Posted Apr 10, 2016 14:25 UTC (Sun) by Wol (subscriber, #4433) [Link] (3 responses)

Then why did EVERY upgrade to Windows break my "working fine" copies of WordPerfect?

WFWG. Office95. Win98. XP.

I've left out NT4/NT2000 - I don't remember problems with them. But the number of upgrades and/or emergency bug-fixes you needed to keep WordPerfect going as Windows changed underneath was awful.

Cheers,
Wol

good points

Posted Apr 10, 2016 14:50 UTC (Sun) by reedstrm (guest, #8467) [Link] (2 responses)

ISTR one of those windows upgrades involving Microsoft giving WordPerfect early access to some APIs, then yanking/ not releasing parts that wp depended on, but that word did not, just before the release. Result: wp broke on upgrade. Pretty sure there was a lawsuit.

good points

Posted Apr 10, 2016 15:14 UTC (Sun) by reedstrm (guest, #8467) [Link] (1 responses)

Or that it came out in discovery or testimony during the drdos lawsuit.

good points

Posted Apr 10, 2016 16:11 UTC (Sun) by anselm (subscriber, #2796) [Link]

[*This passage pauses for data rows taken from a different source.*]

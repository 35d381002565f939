use std::path::PathBuf;

use derive_builder::Builder;
use log::{debug, info, warn};
use rayon::prelude::*;
use thiserror::Error;

use crate::{
    config::{ConfigStore, ProcessInfo},
    converter::Converter,
    expr::{referenced_weights, ExprError},
    producer::WeightedHistProducer,
    progress_bar::{Progress, ProgressBar},
    reader::{expand_pattern, PatternError},
    reco::Reconstruction,
    sample::{EventSample, SampleError},
    weights::{WeightInfoError, WeightInfoProducer, WeightSelector},
};

/// Settings shared by all processes of a [HistFactory]
#[derive(Builder, Clone, Debug)]
pub struct FactoryContext {
    /// Integrated luminosity in inverse pb
    #[builder(default = "1000.")]
    luminosity: f64,
    /// Selection applied to all events
    #[builder(default, setter(into))]
    cut: String,
    /// Per-event weight of simulated events
    #[builder(default = "\"weight\".to_owned()", setter(into))]
    weight: String,
    /// Weight summed up for the normalisation
    #[builder(default)]
    weight_sum: WeightSelector,
    /// Additional named weights to extract from the event files
    #[builder(default)]
    extra_weights: Vec<String>,
    #[builder(default)]
    reconstruction: Reconstruction,
}

impl Default for FactoryContext {
    fn default() -> Self {
        Self {
            luminosity: 1000.,
            cut: String::new(),
            weight: "weight".to_owned(),
            weight_sum: WeightSelector::Central,
            extra_weights: Vec::new(),
            reconstruction: Reconstruction::default(),
        }
    }
}

impl FactoryContext {
    pub fn luminosity(&self) -> f64 {
        self.luminosity
    }

    pub fn cut(&self) -> &str {
        &self.cut
    }

    // all named weights needed by the cut, the event weight or the normalisation
    fn weight_names(&self) -> Result<Vec<String>, ExprError> {
        let mut names = referenced_weights(&self.cut)?;
        names.extend(referenced_weights(&self.weight)?);
        names.extend(self.weight_sum.name().map(str::to_owned));
        names.extend(self.extra_weights.iter().cloned());
        Ok(unique(names))
    }

    // data events are unweighted, only the cut can refer to named weights
    fn data_weight_names(&self) -> Result<Vec<String>, ExprError> {
        Ok(unique(referenced_weights(&self.cut)?))
    }
}

fn unique(names: Vec<String>) -> Vec<String> {
    let mut unique = Vec::with_capacity(names.len());
    for name in names {
        if !unique.contains(&name) {
            unique.push(name);
        }
    }
    unique
}

/// A process with the producer for its histograms
#[derive(Clone, Debug)]
pub struct FactoryEntry {
    pub info: ProcessInfo,
    pub producer: WeightedHistProducer,
}

/// Histogram producers for a set of processes
///
/// Each process is loaded exactly once. The order of the processes is
/// the order in which they were requested.
#[derive(Clone, Debug, Default)]
pub struct HistFactory {
    entries: Vec<(String, FactoryEntry)>,
}

impl HistFactory {
    /// Load the given processes
    ///
    /// Processes that are not part of the configuration are skipped.
    /// The first process that cannot be loaded or normalised aborts
    /// the construction.
    pub fn build<S: AsRef<str>>(
        context: &FactoryContext,
        config: &ConfigStore,
        processes: &[S],
    ) -> Result<Self, FactoryError> {
        let mut requested: Vec<&ProcessInfo> = Vec::with_capacity(processes.len());
        for name in processes {
            let name = name.as_ref();
            match config.process(name) {
                Some(info) if !requested.iter().any(|r| r.name == name) => {
                    requested.push(info)
                }
                Some(_) => debug!("Process `{name}` requested more than once"),
                None => warn!("Skipping unknown process `{name}`"),
            }
        }
        if requested.is_empty() {
            return Ok(Self::default());
        }

        let converter = Converter::with_weight_names(context.weight_names()?);
        let data_converter = Converter::with_weight_names(context.data_weight_names()?);
        info!("Loading {} process(es)", requested.len());
        let progress = ProgressBar::new(requested.len() as u64, "processes loaded:");
        let entries: Result<Vec<_>, _> = requested
            .into_par_iter()
            .map(|info| {
                let converter = if info.is_data {
                    &data_converter
                } else {
                    &converter
                };
                let entry = load_process(context, converter, info);
                progress.inc(1);
                entry.map(|e| (info.name.clone(), e))
            })
            .collect();
        progress.finish();
        Ok(Self { entries: entries? })
    }

    /// Factory with the given producers
    pub fn from_entries(entries: Vec<(String, FactoryEntry)>) -> Self {
        Self { entries }
    }

    pub fn get(&self, process: &str) -> Option<&FactoryEntry> {
        self.entries
            .iter()
            .find(|(name, _)| name == process)
            .map(|(_, e)| e)
    }

    pub fn contains(&self, process: &str) -> bool {
        self.get(process).is_some()
    }

    pub fn iter(&self) -> impl Iterator<Item = (&str, &FactoryEntry)> {
        self.entries.iter().map(|(name, e)| (name.as_str(), e))
    }

    pub fn names(&self) -> impl Iterator<Item = &str> {
        self.entries.iter().map(|(name, _)| name.as_str())
    }

    pub fn len(&self) -> usize {
        self.entries.len()
    }

    pub fn is_empty(&self) -> bool {
        self.entries.is_empty()
    }
}

fn load_process(
    context: &FactoryContext,
    converter: &Converter,
    info: &ProcessInfo,
) -> Result<FactoryEntry, FactoryError> {
    let process = || info.name.clone();
    let files = expand_pattern(&info.file_path).map_err(|source| {
        FactoryError::Files {
            process: process(),
            source,
        }
    })?;
    debug!("Files for `{}`: {files:?}", info.name);
    let sample = EventSample::load(&files, converter, &context.reconstruction)
        .map_err(|source| FactoryError::Sample {
            process: process(),
            files: files.clone(),
            source,
        })?;
    debug!("`{}`: {} events", info.name, sample.len());

    let producer = if info.is_data {
        WeightedHistProducer::data(sample, context.cut.as_str())
    } else {
        let weight_info = WeightInfoProducer::new(context.weight_sum.clone())
            .produce(&sample, info.total_cross_section())
            .map_err(|source| FactoryError::Normalisation {
                process: process(),
                source,
            })?;
        debug!(
            "`{}`: cross section {} pb, sum of weights {}",
            info.name,
            weight_info.cross_section(),
            weight_info.sum_of_weights()
        );
        WeightedHistProducer::simulation(
            sample,
            weight_info,
            context.weight.as_str(),
            context.luminosity,
            context.cut.as_str(),
        )
    };
    Ok(FactoryEntry {
        info: info.clone(),
        producer,
    })
}

/// Error building a [HistFactory]
#[derive(Debug, Error)]
pub enum FactoryError {
    #[error("Failed to find event files for process `{process}`")]
    Files {
        process: String,
        source: PatternError,
    },
    #[error("Failed to load events for process `{process}` from {files:?}")]
    Sample {
        process: String,
        files: Vec<PathBuf>,
        source: SampleError,
    },
    #[error("Failed to normalise process `{process}`")]
    Normalisation {
        process: String,
        source: WeightInfoError,
    },
    #[error("Invalid weight expression")]
    Expression(#[from] ExprError),
}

Also ISTR that the Microsoft applications used to use special undocumented APIs that could do convenient and powerful things and were (a) unavailable to third-party applications, (b) not part of any stability or support guarantees because they weren't part of the documented interface, so even if a third-party developer figured out one of them for Windows version N they had no guarantee that their code would keep working on Windows version N+1.